Six Million People Expected to Pay Mandate Penalty in 2016
A new
federal report estimates about 6 million people will pay a
penalty because they are uninsured in 2016, a figure that includes uninsured
dependents who have the penalty paid on their behalf. Total collections will be
about $7 billion in 2016 and average about $8 billion per year over the
2017-2022 period.
The penalty will be the greater of a
flat dollar amount per person that rises from $95 in 2014 and $325 in 2015 to $695 in 2016 and is
indexed by inflation thereafter (the penalty for children will be half that
amount and an overall cap will apply to family payments) or a percentage of the
household's income that rises to 2.5% for 2016 and subsequent years (also
subject to a cap).
The Congressional Budget Office (CBO)
and the Joint Committee on Taxation (JCT) estimate that about 30 million
nonelderly residents will be uninsured in 2016, but the majority of them will
not be subject to the penalty tax. Unauthorized immigrants, for example, who
are prohibited from receiving almost all Medicaid benefits and all subsidies
through the insurance exchanges, are exempted from the mandate to obtain health
insurance.

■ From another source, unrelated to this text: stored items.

//! Source tree enumeration
//!
//! Best-effort walk of a project tree: dot-directories and a configured
//! set of dependency/build directories are pruned, unreadable entries are
//! skipped without failing the walk.

use std::path::{Path, PathBuf};
use walkdir::WalkDir;

/// Directory names never descended into, independent of configuration
pub const DEFAULT_SKIP_DIRS: &[&str] = &["node_modules", "target", "dist", "build", "coverage"];

/// Walks a file tree and yields files matching an extension set
#[derive(Debug, Clone)]
pub struct SourceWalker {
    root: PathBuf,
    extensions: Vec<String>,
    skip_dirs: Vec<String>,
}

impl SourceWalker {
    /// Create a walker over `root` that yields files with one of the
    /// given extensions (no leading dot)
    pub fn new(root: &Path, extensions: &[&str]) -> Self {
        Self {
            root: root.to_path_buf(),
            extensions: extensions.iter().map(|e| e.to_string()).collect(),
            skip_dirs: DEFAULT_SKIP_DIRS.iter().map(|d| d.to_string()).collect(),
        }
    }

    /// Replace the skipped directory set
    pub fn with_skip_dirs(mut self, dirs: &[String]) -> Self {
        self.skip_dirs = dirs.to_vec();
        self
    }

    /// Enumerate matching files. Unreadable subtrees are skipped; the
    /// walk never fails.
    pub fn walk(&self) -> impl Iterator<Item = PathBuf> + '_ {
        WalkDir::new(&self.root)
            .follow_links(false)
            .into_iter()
            .filter_entry(move |e| {
                if !e.file_type().is_dir() {
                    return true;
                }
                if e.depth() == 0 {
                    return true;
                }
                let name = e.file_name().to_str().unwrap_or("");
                !name.starts_with('.') && !self.skip_dirs.iter().any(|d| d == name)
            })
            .filter_map(|entry| entry.ok())
            .filter(|e| e.file_type().is_file())
            .map(|e| e.into_path())
            .filter(move |path| self.matches_extension(path))
    }

    fn matches_extension(&self, path: &Path) -> bool {
        let ext = path.extension().and_then(|e| e.to_str()).unwrap_or("");
        self.extensions.iter().any(|allowed| allowed == ext)
    }
}

#[cfg(test)]
mod tests {
    use super::*;
    use std::fs;

    fn touch(path: &Path) {
        if let Some(parent) = path.parent() {
            fs::create_dir_all(parent).unwrap();
        }
        fs::write(path, "x").unwrap();
    }

    #[test]
    fn test_walk_filters_by_extension() {
        let dir = tempfile::tempdir().unwrap();
        touch(&dir.path().join("index.ts"));
        touch(&dir.path().join("readme.md"));
        touch(&dir.path().join("src/worker.js"));

        let walker = SourceWalker::new(dir.path(), &["ts", "js"]);
        let mut files: Vec<_> = walker.walk().collect();
        files.sort();
        assert_eq!(files.len(), 2);
        assert!(files.iter().all(|p| {
            let ext = p.extension().unwrap().to_str().unwrap();
            ext == "ts" || ext == "js"
        }));
    }

    #[test]
    fn test_walk_skips_dependency_and_dot_dirs() {
        let dir = tempfile::tempdir().unwrap();
        touch(&dir.path().join("src/index.ts"));
        touch(&dir.path().join("node_modules/pkg/index.ts"));
        touch(&dir.path().join(".git/hooks/pre-commit.ts"));
        touch(&dir.path().join(".wrangler/tmp/cache.ts"));

        let walker = SourceWalker::new(dir.path(), &["ts"]);
        let files: Vec<_> = walker.walk().collect();
        assert_eq!(files.len(), 1);
        assert!(files[0].ends_with("src/index.ts"));
    }

    #[test]
    fn test_walk_empty_tree() {
        let dir = tempfile::tempdir().unwrap();
        let walker = SourceWalker::new(dir.path(), &["ts"]);
        assert_eq!(walker.walk().count(), 0);
    }

    #[test]
    fn test_custom_skip_dirs() {
        let dir = tempfile::tempdir().unwrap();
        touch(&dir.path().join("vendor/lib.ts"));
        touch(&dir.path().join("src/main.ts"));

        let walker = SourceWalker::new(dir.path(), &["ts"])
            .with_skip_dirs(&["vendor".to_string()]);
        let files: Vec<_> = walker.walk().collect();
        assert_eq!(files.len(), 1);
        assert!(files[0].ends_with("src/main.ts"));
    }
}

Others will be subject to the mandate but exempted from the penalty
tax—for example, because they will have income low enough that they are not
required to file an income tax return, because they are members of Indian
tribes, or because the premium they would have to pay would exceed a specified
share of their income (initially 8% in 2014 and indexed over time). CBO and JCT
estimate that between 18 million and 19 million uninsured people in 2016 will
qualify for 1 or more of those exemptions.
Of the remaining 11 million to 12
million uninsured people, some individuals will be granted exemptions from the
penalty because of hardship, and others will be exempted from the requirement
on the basis of their religious beliefs.